John Lupien, director of the Food and Nutrition Division, Food and Agricultural Organisation of the United Nations—I do not know if he fits into the category of underqualified greens—said:
A single nutrient approach towards a nutrition-related public health problem is usually, with the exception of perhaps iodine or selenium deficiencies, neither feasible nor desirable.
Nutrition experts thus confirm what commonsense tells us: a balanced, diverse diet supplying a full range of foods and nutrients is the only sound way to promote health and prevent VAD and other nutritional deficiencies. According to Dr Samson Tsou of the Asian Vegetable Research and Development Centre, VAD is not a major problem in countries with vegetable consumption of more than 200 grams per day. A preschool child’s daily requirement of vitamin A can be met with just two tablespoons of yellow sweet potatoes, half a cup of dark green leafy vegetables or two-thirds of a medium-sized mango. And unlike golden rice, these vegetables supply other micronutrients as well.
Dr Richard Horton, editor of the British science journal The Lancet—not an underqualified person, I would not have thought—said:
Seeking a technological food fix for world hunger may be…the most commercially malevolent wild goose chase of the new century.

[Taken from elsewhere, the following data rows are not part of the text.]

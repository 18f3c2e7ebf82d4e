//! Booking commands.
//!
//! Status changes have no public command: they go through
//! [`StatusTransitionEngine`](super::StatusTransitionEngine).

use common::{AggregateId, BookingId, CustomerId, ServiceId, VehicleId};

use super::{Money, SlotKey};

/// Command to record a booking the backend has created.
#[derive(Debug, Clone)]
pub struct RegisterBooking {
    pub booking_id: BookingId,
    pub customer_id: CustomerId,
    pub vehicle_id: VehicleId,
    pub slot: SlotKey,
    pub service_id: ServiceId,
    pub notes: Option<String>,
}

impl RegisterBooking {
    pub fn new(
        booking_id: BookingId,
        customer_id: CustomerId,
        vehicle_id: VehicleId,
        slot: SlotKey,
        service_id: ServiceId,
    ) -> Self {
        Self {
            booking_id,
            customer_id,
            vehicle_id,
            slot,
            service_id,
            notes: None,
        }
    }

    /// Attaches customer notes.
    pub fn with_notes(mut self, notes: impl Into<String>) -> Self {
        self.notes = Some(notes.into());
        self
    }

    pub fn aggregate_id(&self) -> AggregateId {
        AggregateId::for_booking(self.booking_id)
    }
}

/// Command to attach a validated discount to a booking.
#[derive(Debug, Clone)]
pub struct RecordPromotion {
    pub booking_id: BookingId,
    pub code: String,
    pub discount_amount: Money,
    pub final_amount: Money,
}

impl RecordPromotion {
    /// Creates the command. The code is trimmed and uppercased.
    pub fn new(
        booking_id: BookingId,
        code: &str,
        discount_amount: Money,
        final_amount: Money,
    ) -> Self {
        Self {
            booking_id,
            code: code.trim().to_uppercase(),
            discount_amount,
            final_amount,
        }
    }

    pub fn aggregate_id(&self) -> AggregateId {
        AggregateId::for_booking(self.booking_id)
    }
}

/// Command to withdraw a booking's live discount.
#[derive(Debug, Clone)]
pub struct RetractPromotion {
    pub booking_id: BookingId,
    pub reason: String,
}

impl RetractPromotion {
    pub fn new(booking_id: BookingId, reason: impl Into<String>) -> Self {
        Self {
            booking_id,
            reason: reason.into(),
        }
    }

    pub fn aggregate_id(&self) -> AggregateId {
        AggregateId::for_booking(self.booking_id)
    }
}
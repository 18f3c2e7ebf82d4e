//! Numeric identifiers assigned by the remote booking backend.

use serde::{Deserialize, Serialize};

macro_rules! remote_id {
    ($(#[$meta:meta])* $name:ident) => {
        $(#[$meta])*
        #[derive(Debug, Clone, Copy, PartialEq, Eq, PartialOrd, Ord, Hash, Serialize, Deserialize)]
        #[serde(transparent)]
        pub struct $name(u64);

        impl $name {
            /// Wraps a raw id value.
            pub const fn new(value: u64) -> Self {
                Self(value)
            }

            /// Returns the raw id value.
            pub const fn get(&self) -> u64 {
                self.0
            }
        }

        impl std::fmt::Display for $name {
            fn fmt(&self, f: &mut std::fmt::Formatter<'_>) -> std::fmt::Result {
                write!(f, "{}", self.0)
            }
        }

        impl From<u64> for $name {
            fn from(value: u64) -> Self {
                Self(value)
            }
        }

        impl std::str::FromStr for $name {
            type Err = std::num::ParseIntError;

            fn from_str(s: &str) -> Result<Self, Self::Err> {
                s.trim().parse().map(Self)
            }
        }
    };
}

remote_id!(
    /// Customer record id.
    CustomerId
);
remote_id!(
    /// Vehicle record id.
    VehicleId
);
remote_id!(
    /// Service center id.
    CenterId
);
remote_id!(
    /// Technician id.
    TechnicianId
);
remote_id!(
    /// Id of one technician time slot on a given day.
    TechnicianSlotId
);
remote_id!(
    /// Catalog service (maintenance package, repair type) id.
    ServiceId
);
remote_id!(
    /// Vehicle model id.
    ModelId
);
remote_id!(
    /// Booking id assigned by the backend on creation.
    BookingId
);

The green revolution of the 1960s and 1970s replaced diverse cropping systems with monocultures of new wheat and rice varieties. These new hybrids required irrigation, fertilisers and herbicides to deliver increased yields. These herbicides killed off many green leafy vegetables that had been important sources of vitamin A. They also poisoned rice paddy waters, causing steep declines in fish and stream populations in areas such as Bangladesh, where integrated rice-fish farming is practised.
Monoculture in the fields predictably led to less diverse diets. In India, household consumption of vegetables has decreased 12 per cent over the past two decades. In Thailand, 80 per cent of caloric intake now comes from rice, up from less than 50 per cent before the green revolution. An impoverished diet that consists of little else but rice, golden or not, will never provide a solution to world hunger or malnutrition.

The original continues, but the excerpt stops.